* Work instruction: Your result will be the set of lines with "价格查询", copied from the material below.

Start of Exercise materials

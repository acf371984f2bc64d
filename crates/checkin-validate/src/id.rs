//! ID number validation via the control digit.
//!
//! An ID is nine decimal digits, the last of which is a check digit
//! computed from the other eight. The computation: left-pad the leading
//! eight digits to full width, weight them alternately 1,2,1,2,... from
//! the left, replace any two-digit product by the sum of its digits, sum
//! the results, and take the tens' complement of the sum modulo 10. IDs
//! shorter than nine digits are treated as zero-padded on the left.

use checkin_model::Validator;

const ID_MAX: u32 = 999_999_999;

/// Check digit for an eight-digit ID body.
pub fn check_digit(body: u32) -> u32 {
    let mut sum = 0;
    for position in 0..8 {
        let digit = (body / 10_u32.pow(7 - position)) % 10;
        let weighted = digit * if position % 2 == 0 { 1 } else { 2 };
        sum += if weighted > 9 { weighted - 9 } else { weighted };
    }
    (10 - sum % 10) % 10
}

/// True iff the ID's final digit matches the check digit of its body.
/// IDs wider than nine digits are rejected outright.
pub fn is_valid_id(id: u32) -> bool {
    id <= ID_MAX && id % 10 == check_digit(id / 10)
}

pub struct IdChecksumValidator;

impl Validator<u32> for IdChecksumValidator {
    fn validate(&self, value: &u32) -> bool {
        is_valid_id(*value)
    }
}

#[cfg(test)]
mod tests {
    use super::*;

    #[test]
    fn check_digit_matches_known_vectors() {
        assert_eq!(check_digit(12_345_678), 2);
        assert_eq!(check_digit(1), 8);
        assert_eq!(check_digit(0), 0);
    }

    #[test]
    fn accepts_ids_with_a_correct_control_digit() {
        assert!(is_valid_id(123_456_782));
        assert!(is_valid_id(18));
    }

    #[test]
    fn flipping_the_control_digit_rejects_the_id() {
        assert!(!is_valid_id(123_456_783));
        assert!(!is_valid_id(19));
    }

    #[test]
    fn rejects_ids_wider_than_nine_digits() {
        assert!(!is_valid_id(1_234_567_820));
    }
}
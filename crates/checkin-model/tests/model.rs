//! Tests for checkin-model types through the public API.

use checkin_model::{Coded, Field, FormField, NameTable, Validator};

struct Lounges;

impl NameTable for Lounges {
    fn entries() -> &'static [(u32, &'static str)] {
        &[(1, "Quiet lounge"), (2, "Family lounge")]
    }
}

struct CodeAtMost(u32);

impl Validator<Coded<Lounges>> for CodeAtMost {
    fn validate(&self, value: &Coded<Lounges>) -> bool {
        value.code() <= self.0
    }
}

#[test]
fn field_lifecycle_through_object_safe_seam() {
    let mut field: Box<dyn FormField> = Box::new(
        Field::<Coded<Lounges>>::new("lounge", "Which lounge?").with_validator(CodeAtMost(2)),
    );

    // Unfilled: invalid, no value, no code.
    assert!(!field.is_valid());
    assert!(field.render_value().is_none());
    assert!(field.code().is_none());

    // Filled and checked: valid, renders the mapped name.
    field.assign("2").unwrap();
    assert!(field.validate());
    assert_eq!(field.render_value().as_deref(), Some("Family lounge"));
    assert_eq!(field.code(), Some(2));

    // Out-of-table code: rejected by the validator, renders the bare code.
    field.assign("7").unwrap();
    assert!(!field.validate());
    assert_eq!(field.render_value().as_deref(), Some("7"));
    assert_eq!(field.code(), Some(7));
}

#[test]
fn invalidate_forces_a_refill_without_touching_the_value() {
    let mut field: Box<dyn FormField> = Box::new(
        Field::<Coded<Lounges>>::new("lounge", "Which lounge?").with_validator(CodeAtMost(2)),
    );
    field.assign("1").unwrap();
    assert!(field.validate());

    field.invalidate();
    assert!(!field.is_valid());
    assert_eq!(field.code(), Some(1));

    // Re-validation restores the flag from the unchanged value.
    assert!(field.validate());
}

#[test]
fn assign_rejects_non_numeric_input_for_coded_fields() {
    let mut field: Box<dyn FormField> =
        Box::new(Field::<Coded<Lounges>>::new("lounge", "Which lounge?"));
    let err = field.assign("quiet").unwrap_err();
    let message = err.to_string();
    assert!(message.contains("lounge"), "unexpected message: {message}");
    assert!(message.contains("quiet"), "unexpected message: {message}");
}
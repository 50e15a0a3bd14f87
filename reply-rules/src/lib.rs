//! # Reply Rules
//!
//! 导购对话的规则脚本引擎：用一个小型 DSL 描述"在某个场景、某个意图下，
//! 根据上下文条件选择哪条回复"。
//!
//! ## 架构概述
//!
//! `reply-rules` 是纯逻辑核心，不负责意图分类、商品查询或回复文本的
//! 占位符替换。调用方准备好上下文，引擎返回选中的回复模板：
//!
//! ```text
//! 脚本原文 ──► tokenize ──► Parser ──► Script (AST)
//!                                         │
//! IntentRecord ──► Context ──────────► evaluate ──► Outcome
//! ```
//!
//! ## 脚本示例
//!
//! ```text
//! # 手机推荐
//! SCENE 手机
//! ON_INTENT 商品推荐
//! IF 预算 <= 5000 AND 品牌 == "小米" REPLY "为您推荐 {品牌} 的高性价比机型"
//! ELSE IF 品牌 REPLY "为您推荐 {品牌} 的热门机型"
//! ELSE REPLY "请问您的预算是多少？"
//! ```
//!
//! ## 使用示例
//!
//! ```ignore
//! use reply_rules::{Context, Parser, evaluate};
//!
//! let script = Parser::default().parse(text).into_result()?;
//! let ctx = Context::new().with("预算", 4500.0).with("品牌", "小米");
//! let outcome = evaluate(&script, &ctx)?;
//! println!("{}", outcome.reply_or("抱歉，没有找到合适的结果"));
//! ```
//!
//! ## 模块结构
//!
//! - [`script`]：记号、扫描器、AST 与解析器
//! - [`context`]：上下文值模型与分类记录接入
//! - [`runtime`]：求值器与规则引擎
//! - [`registry`]：脚本来源与解析缓存
//! - [`config`]：意图白名单、兜底回复与路由配置
//! - [`diagnostic`]：静态检查
//! - [`error`]：错误类型定义

pub mod config;
pub mod context;
pub mod diagnostic;
pub mod error;
pub mod registry;
pub mod runtime;
pub mod script;

// 重导出核心类型
pub use config::{
    DEFAULT_FALLBACK_REPLY, DEFAULT_INTENTS, IntentWhitelist, RulesConfig, ScriptRoutes,
};
pub use context::{Context, EvalContext, IntentRecord, Parameters, Value, normalize_parameter};
pub use diagnostic::{
    Diagnostic, DiagnosticLevel, DiagnosticResult, analyze_script, check_source,
    referenced_identifiers,
};
pub use error::{ConfigError, ErrorKind, EvalError, LexError, ParseError, RuleError, RuleResult};
pub use registry::{MemorySource, ScriptCache, ScriptSource};
pub use runtime::{Outcome, Response, RuleEngine, evaluate, evaluate_condition};
pub use script::{
    Branch, CompareOp, Condition, DecisionChain, Intent, Lexed, Literal, LogicOp, ParseReport,
    Parser, Scene, Script, Span, Token, TokenCategory, TokenKind, parse_script, tokenize,
};
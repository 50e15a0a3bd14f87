//! # Engine 模块
//!
//! 规则引擎：把路由、脚本缓存、解析与求值串成一次完整的应答。
//!
//! ```text
//! IntentRecord + Context
//!   │
//!   ├─ ScriptRoutes::select  → 脚本名
//!   ├─ ScriptCache           → Arc<Script>（必要时经 ScriptSource + Parser）
//!   ├─ evaluate              → Outcome
//!   └─ 无回复时使用 fallback_reply
//! ```
//!
//! 引擎持有缓存，但每次应答使用的上下文都由调用方提供，不会被保留。

use std::path::Path;

use serde::{Deserialize, Serialize};
use tracing::{info, warn};

use crate::config::{RulesConfig, ScriptRoutes};
use crate::context::{Context, IntentRecord};
use crate::error::{RuleError, RuleResult};
use crate::registry::{ScriptCache, ScriptSource};
use crate::runtime::evaluator::evaluate;
use crate::script::Parser;

/// 一次应答的结果
#[derive(Debug, Clone, PartialEq, Eq, Serialize, Deserialize)]
pub struct Response {
    /// 脚本声明的场景；未能执行脚本时为记录中的类别
    pub scene: String,
    /// 脚本声明的意图；未能执行脚本时为记录中的意图
    pub intent: String,
    /// 使用的脚本名
    pub script: Option<String>,
    /// 最终回复（可能仍包含待替换的占位符）
    pub reply: String,
    /// 回复是否来自命中的分支
    pub matched: bool,
}

/// 规则引擎
pub struct RuleEngine<S: ScriptSource> {
    parser: Parser,
    routes: ScriptRoutes,
    fallback_reply: String,
    source: S,
    cache: ScriptCache,
}

impl<S: ScriptSource> RuleEngine<S> {
    /// 由配置和脚本来源创建引擎
    pub fn new(config: RulesConfig, source: S) -> Self {
        Self {
            parser: Parser::new(config.intents),
            routes: config.routes,
            fallback_reply: config.fallback_reply,
            source,
            cache: ScriptCache::new(),
        }
    }

    /// 从 JSON 配置文件创建引擎
    pub fn from_config_file(path: impl AsRef<Path>, source: S) -> RuleResult<Self> {
        let config = RulesConfig::load(path)?;
        Ok(Self::new(config, source))
    }

    pub fn parser(&self) -> &Parser {
        &self.parser
    }

    pub fn cache(&self) -> &ScriptCache {
        &self.cache
    }

    /// 清空解析缓存，脚本原文变化后调用
    pub fn reload(&mut self) {
        self.cache.clear();
    }

    /// 根据分类记录选择脚本并在 `context` 上求值
    pub fn respond(&mut self, record: &IntentRecord, context: &Context) -> RuleResult<Response> {
        let name = self
            .routes
            .select(&record.intent, &record.category)
            .ok_or_else(|| RuleError::NoRoute {
                intent: record.intent.clone(),
                category: record.category.clone(),
            })?
            .to_string();

        let script = self
            .cache
            .get_or_parse(&name, &self.source, &self.parser)?;
        let outcome = evaluate(&script, context)?;

        let matched = outcome.reply.is_some();
        if !matched {
            info!(script = %name, "没有分支命中，使用兜底回复");
        }

        Ok(Response {
            reply: outcome.reply.unwrap_or_else(|| self.fallback_reply.clone()),
            scene: outcome.scene,
            intent: outcome.intent,
            script: Some(name),
            matched,
        })
    }

    /// 同 [`respond`](Self::respond)，出错时返回兜底回复
    pub fn respond_or_fallback(&mut self, record: &IntentRecord, context: &Context) -> Response {
        match self.respond(record, context) {
            Ok(response) => response,
            Err(err) => {
                warn!(error = %err, intent = %record.intent, "规则执行失败，使用兜底回复");
                let script = match &err {
                    RuleError::ScriptNotFound { name } | RuleError::Unusable { name, .. } => {
                        Some(name.clone())
                    }
                    _ => None,
                };
                Response {
                    scene: record.category.clone(),
                    intent: record.intent.clone(),
                    script,
                    reply: self.fallback_reply.clone(),
                    matched: false,
                }
            }
        }
    }

    /// 由分类记录构建上下文后应答
    pub fn respond_to_record(&mut self, record: &IntentRecord) -> Response {
        let context = Context::from_record(record);
        self.respond_or_fallback(record, &context)
    }
}

#[cfg(test)]
mod tests {
    use std::collections::HashMap;

    use super::*;
    use crate::registry::MemorySource;

    const PHONE: &str = r#"
SCENE 手机
ON_INTENT 商品推荐
IF 预算 <= 5000 AND 品牌 == "小米" REPLY "A"
ELSE REPLY "B"
"#;

    const PRICE: &str = r#"
SCENE 手机
ON_INTENT 价格查询
IF 型号 REPLY "PRICE_QUERY_TEMPLATE: {型号}"
ELSE IF 品牌 REPLY "请告诉我具体型号"
"#;

    fn engine() -> RuleEngine<MemorySource> {
        let config = RulesConfig {
            routes: ScriptRoutes {
                by_intent: HashMap::from([
                    ("商品推荐".to_string(), "phone".to_string()),
                    ("价格查询".to_string(), "price".to_string()),
                    ("库存查询".to_string(), "broken".to_string()),
                ]),
                by_category: HashMap::new(),
                default_script: Some("missing".to_string()),
            },
            ..RulesConfig::default()
        };
        let source = MemorySource::new()
            .with_script("phone", PHONE)
            .with_script("price", PRICE)
            .with_script("broken", "SCENE 手机 ON_INTENT 库存查询 IF 型号 \"缺少关键字\"");
        RuleEngine::new(config, source)
    }

    fn record(intent: &str) -> IntentRecord {
        IntentRecord {
            category: "手机".to_string(),
            intent: intent.to_string(),
            ..IntentRecord::default()
        }
    }

    #[test]
    fn test_respond_matches_branch() {
        let mut engine = engine();
        let ctx = Context::new().with("预算", 4500.0).with("品牌", "小米");

        let response = engine.respond(&record("商品推荐"), &ctx).unwrap();
        assert_eq!(response.reply, "A");
        assert!(response.matched);
        assert_eq!(response.script.as_deref(), Some("phone"));
        assert_eq!(response.scene, "手机");
    }

    #[test]
    fn test_respond_uses_fallback_when_nothing_matches() {
        let mut engine = engine();
        let response = engine
            .respond(&record("价格查询"), &Context::new())
            .unwrap();
        assert_eq!(response.reply, crate::config::DEFAULT_FALLBACK_REPLY);
        assert!(!response.matched);
    }

    #[test]
    fn test_respond_caches_scripts() {
        let mut engine = engine();
        let ctx = Context::new().with("型号", "小米14");
        engine.respond(&record("价格查询"), &ctx).unwrap();
        engine.respond(&record("价格查询"), &ctx).unwrap();
        assert_eq!(engine.cache().len(), 1);

        engine.reload();
        assert!(engine.cache().is_empty());
    }

    #[test]
    fn test_unusable_script_falls_back() {
        let mut engine = engine();
        let result = engine.respond(&record("库存查询"), &Context::new());
        assert!(matches!(result, Err(RuleError::Unusable { .. })));

        let response = engine.respond_or_fallback(&record("库存查询"), &Context::new());
        assert_eq!(response.reply, crate::config::DEFAULT_FALLBACK_REPLY);
        assert_eq!(response.script.as_deref(), Some("broken"));
        assert_eq!(response.intent, "库存查询");
    }

    #[test]
    fn test_missing_script_and_route() {
        let mut engine = engine();
        let result = engine.respond(&record("功能对比"), &Context::new());
        assert!(matches!(result, Err(RuleError::ScriptNotFound { name }) if name == "missing"));

        let mut no_default = RuleEngine::new(RulesConfig::default(), MemorySource::new());
        let result = no_default.respond(&record("功能对比"), &Context::new());
        assert!(matches!(result, Err(RuleError::NoRoute { .. })));
    }

    #[test]
    fn test_from_config_file_reports_config_error() {
        let result = RuleEngine::from_config_file("/nonexistent/rules.json", MemorySource::new());
        assert!(matches!(
            result,
            Err(RuleError::Config(crate::error::ConfigError::Io { .. }))
        ));
    }

    #[test]
    fn test_respond_to_record_builds_context() {
        let mut engine = engine();
        let record: IntentRecord = serde_json::from_str(
            r#"{"category": "手机", "intent": "商品推荐", "params": {"预算": "4 500", "品牌": "小米"}}"#,
        )
        .unwrap();
        let response = engine.respond_to_record(&record);
        assert_eq!(response.reply, "A");
    }
}
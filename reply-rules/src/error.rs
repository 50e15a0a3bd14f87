//! # Error 模块
//!
//! 定义 reply-rules 中使用的错误类型。
//!
//! 错误按阶段划分：
//!
//! - [`LexError`]：词法错误，非致命，扫描器跳过后继续
//! - [`ParseError`]：语法错误与语义错误（意图不在白名单内）
//! - [`EvalError`]：求值错误，仅在手工构造了非法 AST 时出现
//! - [`ConfigError`]：配置加载错误
//! - [`RuleError`]：统一错误类型

use thiserror::Error;

/// 词法错误
///
/// 扫描器遇到这些错误时只记录诊断，不会中止整个输入的扫描。
#[derive(Error, Debug, Clone, PartialEq)]
pub enum LexError {
    /// 无法识别的字符
    #[error("第 {line} 行第 {column} 列：非法字符 '{ch}'")]
    UnexpectedChar {
        line: usize,
        column: usize,
        ch: char,
    },

    /// 字符串字面量缺少结束引号
    #[error("第 {line} 行第 {column} 列：字符串字面量未闭合")]
    UnterminatedString { line: usize, column: usize },

    /// 数字字面量无法转换，已按 0 处理
    #[error("第 {line} 行第 {column} 列：无法解析数字 '{text}'，按 0 处理")]
    MalformedNumber {
        line: usize,
        column: usize,
        text: String,
    },
}

impl LexError {
    /// 错误所在行号（从 1 开始）
    pub fn line(&self) -> usize {
        match self {
            Self::UnexpectedChar { line, .. }
            | Self::UnterminatedString { line, .. }
            | Self::MalformedNumber { line, .. } => *line,
        }
    }

    /// 错误所在列号（从 1 开始）
    pub fn column(&self) -> usize {
        match self {
            Self::UnexpectedChar { column, .. }
            | Self::UnterminatedString { column, .. }
            | Self::MalformedNumber { column, .. } => *column,
        }
    }
}

/// 解析错误的分类
#[derive(Debug, Clone, Copy, PartialEq, Eq, Hash)]
pub enum ErrorKind {
    /// 违反文法
    Syntax,
    /// 文法正确但语义不合法（如意图不在白名单中）
    Semantic,
}

/// 解析错误
#[derive(Error, Debug, Clone, PartialEq)]
pub enum ParseError {
    /// 遇到了不符合文法的记号
    #[error("第 {line} 行第 {column} 列：语法错误 - {message}")]
    Syntax {
        line: usize,
        column: usize,
        message: String,
    },

    /// 输入提前结束
    #[error("脚本意外结束，期望 {expected}")]
    UnexpectedEnd { expected: String },

    /// 意图不在白名单内
    #[error("第 {line} 行第 {column} 列：不支持的意图 '{intent}'，支持的意图有: {supported}")]
    UnsupportedIntent {
        line: usize,
        column: usize,
        intent: String,
        supported: String,
    },
}

impl ParseError {
    /// 错误分类
    pub fn kind(&self) -> ErrorKind {
        match self {
            Self::Syntax { .. } | Self::UnexpectedEnd { .. } => ErrorKind::Syntax,
            Self::UnsupportedIntent { .. } => ErrorKind::Semantic,
        }
    }

    /// 错误所在行号，输入提前结束时为 `None`
    pub fn line(&self) -> Option<usize> {
        match self {
            Self::Syntax { line, .. } | Self::UnsupportedIntent { line, .. } => Some(*line),
            Self::UnexpectedEnd { .. } => None,
        }
    }

    /// 错误所在列号
    pub fn column(&self) -> Option<usize> {
        match self {
            Self::Syntax { column, .. } | Self::UnsupportedIntent { column, .. } => Some(*column),
            Self::UnexpectedEnd { .. } => None,
        }
    }
}

/// 求值错误
///
/// 解析器产出的 AST 不会触发此错误。
#[derive(Error, Debug, Clone, PartialEq)]
pub enum EvalError {
    /// 必选分支或备选分支缺少条件
    #[error("第 {index} 个分支缺少条件，只有默认分支可以没有条件")]
    MissingCondition { index: usize },
}

/// 配置错误
#[derive(Error, Debug)]
pub enum ConfigError {
    /// 读取配置文件失败
    #[error("无法读取配置文件 '{path}': {source}")]
    Io {
        path: String,
        #[source]
        source: std::io::Error,
    },

    /// 配置内容不是合法 JSON
    #[error("配置格式错误: {0}")]
    Json(#[from] serde_json::Error),

    /// 意图白名单为空
    #[error("意图白名单不能为空")]
    EmptyWhitelist,
}

/// reply-rules 统一错误类型
#[derive(Error, Debug)]
pub enum RuleError {
    /// 求值错误
    #[error("求值错误: {0}")]
    Eval(#[from] EvalError),

    /// 配置错误
    #[error("配置错误: {0}")]
    Config(#[from] ConfigError),

    /// 意图和类别都没有对应的脚本
    #[error("意图 '{intent}'（类别 '{category}'）没有可用的脚本")]
    NoRoute { intent: String, category: String },

    /// 脚本来源中找不到指定脚本
    #[error("脚本 '{name}' 不存在")]
    ScriptNotFound { name: String },

    /// 脚本存在结构性缺陷，无法生成 AST
    #[error("脚本 '{name}' 不可用: {source}")]
    Unusable {
        name: String,
        #[source]
        source: ParseError,
    },
}

/// Result 类型别名
pub type RuleResult<T> = Result<T, RuleError>;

End of Exercise materials

* Output of the exercise:
ON_INTENT 价格查询
                    ("价格查询".to_string(), "price".to_string()),
            .respond(&record("价格查询"), &Context::new())
        engine.respond(&record("价格查询"), &ctx).unwrap();
        engine.respond(&record("价格查询"), &ctx).unwrap();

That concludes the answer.